Direktur Jenderal Perimbangan Keuangan Kemenkeu Luky Alfirman menjelaskan tarif Trump tersebut bukan hanya kontroversial, namun sangat tidak pasti. Dia mencontohkan, satu hari Trump bilang A namun hari berikutnya bilang B.
"Itu tentu saja membuat semua negara di dunia ini termasuk Indonesia, akhirnya juga sedikit banyak pasti akan bingung bagaimana kita membuat policy [kebijakan] responnya," ungkap Luky dalam Musrenbang RPJMD 2026—2029 & RKPD 2026 DKI Jakarta, Rabu (23/4/2025).
Dia pun tak heran, dalam laporan World Economics Outlook edisi April 2025, International Monetary Fund (IMF) memangkas proyeksi pertumbuhan ekonomi dunia dari sebelumnya 3,3% menjadi 2,8% pada tahun ini.
Dalam laporan yang sama, IMF juga memangkas proyeksi pertumbuhan Indonesia dari sebelumnya 5,1% menjadi 4,7% pada 2025.
"Itu proyeksi dari IMF yang baru saja keluar kemarin, jadi masih fresh from the oven.

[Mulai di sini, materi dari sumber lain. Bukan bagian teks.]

use serde::Serialize;

/// Reusable component snippet shown in the library panel.
#[derive(Debug, Clone, Serialize)]
pub struct SnippetCard {
    pub title: String,
    pub description: String,
    pub source: String,
    pub tags: Vec<String>,
}

/// Larger starting-point script.
#[derive(Debug, Clone, Serialize)]
pub struct QuickTemplate {
    pub title: String,
    pub summary: String,
    pub source: String,
}

/// Card describing one remote backend endpoint, with a call snippet.
#[derive(Debug, Clone, Serialize)]
pub struct BackendAssistant {
    pub title: String,
    pub description: String,
    pub method: String,
    pub path: String,
    pub source: String,
}

/// Static catalog of canned snippets, templates, and backend assistants.
/// Pure data; inserting an entry into the editor is the caller's concern.
pub struct Catalog {
    snippets: Vec<SnippetCard>,
    templates: Vec<QuickTemplate>,
    assistants: Vec<BackendAssistant>,
}

impl Catalog {
    pub fn builtin(backend_url: &str) -> Self {
        let base = backend_url.trim_end_matches('/');
        Self {
            snippets: vec![
                SnippetCard {
                    title: "Weather API".to_string(),
                    description: "Fetch city-level conditions from the weather service."
                        .to_string(),
                    source: "from components.weather import get_weather\nprint(get_weather('Lisbon'))"
                        .to_string(),
                    tags: vec!["data".to_string(), "http".to_string()],
                },
                SnippetCard {
                    title: "Chat Messenger".to_string(),
                    description: "Send proactive updates to a chat channel.".to_string(),
                    source: "from components.chat import send_message\nsend_message('123456', 'Hello from the workspace')"
                        .to_string(),
                    tags: vec!["messaging".to_string(), "alerts".to_string()],
                },
                SnippetCard {
                    title: "Sentiment AI".to_string(),
                    description: "Score text through the backend model service.".to_string(),
                    source: format!(
                        "import requests\ntext = 'The workspace feels fast today'\nres = requests.post('{base}/predict_sentiment', json={{'text': text}})\nprint(res.json())"
                    ),
                    tags: vec!["ml".to_string(), "nlp".to_string()],
                },
                SnippetCard {
                    title: "Webhook Relay".to_string(),
                    description: "Listen for inbound events and print their payloads."
                        .to_string(),
                    source: "import http.server, socketserver\nPORT = 8081\nclass Handler(http.server.SimpleHTTPRequestHandler):\n    def do_POST(self):\n        length = int(self.headers['Content-Length'])\n        print('Webhook payload:', self.rfile.read(length))\nwith socketserver.TCPServer(('', PORT), Handler) as httpd:\n    print('listening on', PORT)\n    httpd.serve_forever()"
                        .to_string(),
                    tags: vec!["events".to_string(), "server".to_string()],
                },
                SnippetCard {
                    title: "File Drop Capture".to_string(),
                    description: "List sandbox files and emit their metadata as JSON."
                        .to_string(),
                    source: "import os, json\nfrom datetime import datetime\nfiles = os.listdir('.')\nprint(json.dumps({'timestamp': datetime.utcnow().isoformat(), 'files': files}, indent=2))"
                        .to_string(),
                    tags: vec!["io".to_string(), "ops".to_string()],
                },
            ],
            templates: vec![
                QuickTemplate {
                    title: "Sentiment Router".to_string(),
                    summary: "Route text to backend sentiment and fan out alerts.".to_string(),
                    source: format!(
                        "import requests\nmessages = ['Ship it', 'This is too slow']\nfor msg in messages:\n    res = requests.post('{base}/predict_sentiment', json={{'text': msg}}).json()\n    print(msg, '=>', res['sentiment'])"
                    ),
                },
                QuickTemplate {
                    title: "Voice Note Summarizer".to_string(),
                    summary: "Stub pipeline to capture voice text and produce a digest."
                        .to_string(),
                    source: "voice_text = 'Draft sales follow up for ACME'\nprint('Captured voice note:', voice_text)\nprint('Summary:', voice_text[:50] + '...')"
                        .to_string(),
                },
                QuickTemplate {
                    title: "Weather-to-Message Bot".to_string(),
                    summary: "Checks weather and crafts a chat-ready string.".to_string(),
                    source: "from components.weather import get_weather\nfrom components.chat import send_message\ncity = 'Lisbon'\ntemp = get_weather(city)\nmessage = f'Heads up! {city} is {temp} degrees'\nprint('Preview:', message)"
                        .to_string(),
                },
            ],
            assistants: vec![
                BackendAssistant {
                    title: "Health Probe".to_string(),
                    description: "Pulls backend readiness, endpoints, and model load status."
                        .to_string(),
                    method: "GET".to_string(),
                    path: format!("{base}/health"),
                    source: format!("import requests\nprint(requests.get('{base}/health').json())"),
                },
                BackendAssistant {
                    title: "Blueprint Generator".to_string(),
                    description: "Turn an idea into a structured build plan and components list."
                        .to_string(),
                    method: "POST".to_string(),
                    path: format!("{base}/blueprint"),
                    source: format!(
                        "import requests\nidea = 'Alert me when Lisbon weather spikes'\nprint(requests.post('{base}/blueprint', json={{'idea': idea}}).json())"
                    ),
                },
            ],
        }
    }

    /// Case-insensitive filter over title, description, and tags. An empty
    /// query returns everything.
    pub fn search(&self, query: &str) -> Vec<&SnippetCard> {
        let query = query.to_lowercase();
        self.snippets
            .iter()
            .filter(|card| {
                if query.is_empty() {
                    return true;
                }
                card.title.to_lowercase().contains(&query)
                    || card.description.to_lowercase().contains(&query)
                    || card.tags.iter().any(|tag| tag.to_lowercase().contains(&query))
            })
            .collect()
    }

    pub fn snippet(&self, title: &str) -> Option<&SnippetCard> {
        self.snippets.iter().find(|card| card.title == title)
    }

    pub fn template(&self, title: &str) -> Option<&QuickTemplate> {
        self.templates.iter().find(|t| t.title == title)
    }

    pub fn assistant(&self, title: &str) -> Option<&BackendAssistant> {
        self.assistants.iter().find(|a| a.title == title)
    }

    pub fn templates(&self) -> &[QuickTemplate] {
        &self.templates
    }

    pub fn assistants(&self) -> &[BackendAssistant] {
        &self.assistants
    }
}

#[cfg(test)]
mod tests {
    use super::*;

    fn catalog() -> Catalog {
        Catalog::builtin("http://localhost:5000")
    }

    #[test]
    fn test_empty_query_returns_all() {
        assert_eq!(catalog().search("").len(), 5);
    }

    #[test]
    fn test_search_matches_title_case_insensitive() {
        let catalog = catalog();
        let hits = catalog.search("weather");
        assert_eq!(hits.len(), 1);
        assert_eq!(hits[0].title, "Weather API");
        assert_eq!(catalog.search("WEATHER").len(), 1);
    }

    #[test]
    fn test_search_matches_tags() {
        let catalog = catalog();
        let hits = catalog.search("nlp");
        assert_eq!(hits.len(), 1);
        assert_eq!(hits[0].title, "Sentiment AI");
    }

    #[test]
    fn test_search_matches_description() {
        let catalog = catalog();
        let hits = catalog.search("chat channel");
        assert_eq!(hits.len(), 1);
        assert_eq!(hits[0].title, "Chat Messenger");
    }

    #[test]
    fn test_search_no_match() {
        assert!(catalog().search("kubernetes").is_empty());
    }

    #[test]
    fn test_lookup_by_title() {
        let catalog = catalog();
        assert!(catalog.snippet("Weather API").is_some());
        assert!(catalog.template("Sentiment Router").is_some());
        assert!(catalog.assistant("Health Probe").is_some());
        assert!(catalog.snippet("Nope").is_none());
    }

    #[test]
    fn test_assistant_snippets_use_backend_url() {
        let catalog = Catalog::builtin("http://backend:9999/");
        let probe = catalog.assistant("Health Probe").unwrap();
        assert_eq!(probe.path, "http://backend:9999/health");
        assert!(probe.source.contains("http://backend:9999/health"));
    }
}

Jadi intinya adalah apa yang terjadi di luar sana, di global sana, itu ternyata goncangannya sangat besar," jelas Luky.
Baca Juga
Dia menjelaskan, tekanan global selalu bertransmisi ke perekonomian domestik melalui dua cara. Pertama, melalui sektor keuangan.
Luky mencontohkan, beberapa waktu belakangan pergerakan nilai tukar rupiah, pasar saham, hingga imbal hasil surat berharga negara (SBN) bergerak dinamis dengan sangat tidak menentu.
Kedua, melalui sektor riil. Menurutnya, kebijakan tarif Trump akan mempengaruhi penciptaan lapangan kerja hingga indikator pembangunan seperti kemiskinan.
Oleh sebab itu, dia menyatakan pemerintah pusat maupun daerah harus mewaspadai ancaman eksternal. Luky mengingatkan Indonesia sudah berhasil melewati sejumlah ancaman global dengan cukup impresif seperti pada saat pandemi Covid-19.
"Salah satu lesson learned-nya [pelajaran pentingnya] adalah ternyata instrumen APBN termasuk APBD itu harus kita selalu fungsikan sebagai shock absorber [peredam guncangan]," ungkapnya.
Luky pun menyatakan harus ada fleksibilitas dalam penyusunan APBN dan APBD. Selain itu, sambungnya, efisiensi anggaran yang sudah dicanangkan Presiden Prabowo Subianto sebelum eskalasi perang dagang menjadi sangat relevan.
Dengan begitu, Luky mengklaim anggaran akan diarahkan untuk program-program yang memberikan efek penggandaan yang besar dan dampak nyata bagi masyarakat.